### WHAT THE TASK REQUIRES
Give back exactly the stretch of data below from the line holding "filename src/control/selection.rs" through the line holding "so are only", both ends included, and leave the remaining lines out.

[RECORDS SUPPLIED — start]

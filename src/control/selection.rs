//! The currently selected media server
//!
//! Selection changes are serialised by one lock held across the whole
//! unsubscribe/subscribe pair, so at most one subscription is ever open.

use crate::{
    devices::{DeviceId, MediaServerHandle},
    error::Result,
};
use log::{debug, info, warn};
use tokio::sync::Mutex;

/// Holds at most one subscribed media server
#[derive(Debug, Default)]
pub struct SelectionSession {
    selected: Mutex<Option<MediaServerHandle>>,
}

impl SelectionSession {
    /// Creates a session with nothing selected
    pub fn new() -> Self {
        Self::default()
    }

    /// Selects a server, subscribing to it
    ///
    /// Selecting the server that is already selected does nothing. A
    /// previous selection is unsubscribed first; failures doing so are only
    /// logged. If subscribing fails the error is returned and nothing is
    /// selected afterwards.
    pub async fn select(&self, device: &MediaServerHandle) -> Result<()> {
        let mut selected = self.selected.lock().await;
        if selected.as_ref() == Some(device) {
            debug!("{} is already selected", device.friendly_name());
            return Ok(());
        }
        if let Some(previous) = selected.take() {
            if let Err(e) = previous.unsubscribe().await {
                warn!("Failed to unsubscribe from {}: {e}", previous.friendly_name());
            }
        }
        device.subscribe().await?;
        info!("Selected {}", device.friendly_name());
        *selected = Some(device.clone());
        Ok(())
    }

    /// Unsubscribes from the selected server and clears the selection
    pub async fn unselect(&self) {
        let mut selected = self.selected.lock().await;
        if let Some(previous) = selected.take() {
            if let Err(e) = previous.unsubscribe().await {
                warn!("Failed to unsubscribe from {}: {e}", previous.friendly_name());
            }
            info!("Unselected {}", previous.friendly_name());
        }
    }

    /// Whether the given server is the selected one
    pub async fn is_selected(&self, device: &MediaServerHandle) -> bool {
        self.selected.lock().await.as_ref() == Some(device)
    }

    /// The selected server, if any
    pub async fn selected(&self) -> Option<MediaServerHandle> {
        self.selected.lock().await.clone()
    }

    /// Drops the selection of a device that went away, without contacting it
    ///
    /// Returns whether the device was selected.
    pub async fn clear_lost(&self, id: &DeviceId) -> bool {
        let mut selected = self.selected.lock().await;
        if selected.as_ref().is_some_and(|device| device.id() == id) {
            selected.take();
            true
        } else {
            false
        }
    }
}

[RECORDS SUPPLIED — finish]
[RECORDS SUPPLIED — start]

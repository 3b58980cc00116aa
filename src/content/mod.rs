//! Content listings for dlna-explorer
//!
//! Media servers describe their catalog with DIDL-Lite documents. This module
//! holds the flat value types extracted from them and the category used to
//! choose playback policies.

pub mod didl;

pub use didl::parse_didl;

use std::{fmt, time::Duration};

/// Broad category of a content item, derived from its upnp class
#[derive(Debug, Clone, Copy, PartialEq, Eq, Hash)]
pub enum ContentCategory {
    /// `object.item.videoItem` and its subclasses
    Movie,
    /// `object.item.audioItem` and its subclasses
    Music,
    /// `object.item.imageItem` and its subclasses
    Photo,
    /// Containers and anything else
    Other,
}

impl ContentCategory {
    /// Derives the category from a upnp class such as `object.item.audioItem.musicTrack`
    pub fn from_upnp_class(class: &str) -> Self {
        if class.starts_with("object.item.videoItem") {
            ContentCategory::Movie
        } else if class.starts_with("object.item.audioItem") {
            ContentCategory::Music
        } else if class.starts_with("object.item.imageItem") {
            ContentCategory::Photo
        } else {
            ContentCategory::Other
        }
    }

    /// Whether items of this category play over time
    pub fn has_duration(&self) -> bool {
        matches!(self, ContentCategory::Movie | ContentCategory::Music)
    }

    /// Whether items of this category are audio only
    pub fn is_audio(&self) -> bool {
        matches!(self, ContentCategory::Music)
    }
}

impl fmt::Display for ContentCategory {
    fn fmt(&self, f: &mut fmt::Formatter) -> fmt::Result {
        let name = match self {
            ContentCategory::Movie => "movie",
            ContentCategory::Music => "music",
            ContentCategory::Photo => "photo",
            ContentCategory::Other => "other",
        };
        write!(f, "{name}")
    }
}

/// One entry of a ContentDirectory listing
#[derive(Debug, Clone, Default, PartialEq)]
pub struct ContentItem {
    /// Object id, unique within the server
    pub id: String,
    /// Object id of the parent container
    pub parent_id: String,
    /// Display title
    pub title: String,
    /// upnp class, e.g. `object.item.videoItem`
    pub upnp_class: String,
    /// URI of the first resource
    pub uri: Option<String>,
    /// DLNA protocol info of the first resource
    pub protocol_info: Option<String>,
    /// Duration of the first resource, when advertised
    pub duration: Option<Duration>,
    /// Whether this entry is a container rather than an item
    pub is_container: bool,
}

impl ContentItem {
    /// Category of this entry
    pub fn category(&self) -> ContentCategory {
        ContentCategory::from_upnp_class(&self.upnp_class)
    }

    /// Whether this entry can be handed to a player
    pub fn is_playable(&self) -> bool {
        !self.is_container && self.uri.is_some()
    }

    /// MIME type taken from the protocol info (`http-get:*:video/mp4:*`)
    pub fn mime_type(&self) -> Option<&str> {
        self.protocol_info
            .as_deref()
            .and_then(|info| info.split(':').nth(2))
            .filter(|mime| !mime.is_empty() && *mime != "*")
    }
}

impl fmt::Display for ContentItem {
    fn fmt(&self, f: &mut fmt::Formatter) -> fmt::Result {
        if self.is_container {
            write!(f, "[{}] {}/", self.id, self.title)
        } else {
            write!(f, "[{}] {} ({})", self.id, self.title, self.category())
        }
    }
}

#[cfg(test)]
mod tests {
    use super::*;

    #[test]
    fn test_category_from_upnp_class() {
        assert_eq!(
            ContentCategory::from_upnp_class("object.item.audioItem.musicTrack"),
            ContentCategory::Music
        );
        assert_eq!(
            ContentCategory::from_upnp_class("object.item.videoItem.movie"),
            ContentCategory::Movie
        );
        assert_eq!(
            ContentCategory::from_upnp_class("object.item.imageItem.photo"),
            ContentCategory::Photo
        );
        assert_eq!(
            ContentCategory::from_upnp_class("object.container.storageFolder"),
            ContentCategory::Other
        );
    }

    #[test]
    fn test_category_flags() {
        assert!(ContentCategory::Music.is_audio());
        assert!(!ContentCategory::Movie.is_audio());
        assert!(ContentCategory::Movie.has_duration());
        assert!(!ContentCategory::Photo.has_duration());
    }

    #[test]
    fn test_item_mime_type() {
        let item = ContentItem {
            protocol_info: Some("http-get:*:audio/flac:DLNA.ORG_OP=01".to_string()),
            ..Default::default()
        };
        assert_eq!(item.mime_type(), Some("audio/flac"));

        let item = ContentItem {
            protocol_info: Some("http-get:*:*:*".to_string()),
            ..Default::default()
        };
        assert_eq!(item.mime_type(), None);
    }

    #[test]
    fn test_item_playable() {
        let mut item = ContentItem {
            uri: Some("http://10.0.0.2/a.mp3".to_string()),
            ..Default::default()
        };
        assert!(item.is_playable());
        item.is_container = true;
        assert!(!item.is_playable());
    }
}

[RECORDS SUPPLIED — finish]
[RECORDS SUPPLIED — start]

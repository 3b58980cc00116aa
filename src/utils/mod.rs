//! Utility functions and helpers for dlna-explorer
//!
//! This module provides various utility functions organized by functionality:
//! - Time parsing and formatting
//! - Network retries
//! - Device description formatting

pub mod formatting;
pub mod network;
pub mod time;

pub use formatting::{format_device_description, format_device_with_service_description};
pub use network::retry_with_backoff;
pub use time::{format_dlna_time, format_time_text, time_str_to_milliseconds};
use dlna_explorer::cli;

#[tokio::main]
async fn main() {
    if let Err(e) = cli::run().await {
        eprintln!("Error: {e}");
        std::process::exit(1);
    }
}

[RECORDS SUPPLIED — finish]

### ANSWER AREA
filename src/control/selection.rs
//! The currently selected media server
//!
//! Selection changes are serialised by one lock held across the whole
//! unsubscribe/subscribe pair, so at most one subscription is ever open.

use crate::{
    devices::{DeviceId, MediaServerHandle},
    error::Result,
};
use log::{debug, info, warn};
use tokio::sync::Mutex;

/// Holds at most one subscribed media server
#[derive(Debug, Default)]
pub struct SelectionSession {
    selected: Mutex<Option<MediaServerHandle>>,
}

impl SelectionSession {
    /// Creates a session with nothing selected
    pub fn new() -> Self {
        Self::default()
    }

    /// Selects a server, subscribing to it
    ///
    /// Selecting the server that is already selected does nothing. A
    /// previous selection is unsubscribed first; failures doing so are only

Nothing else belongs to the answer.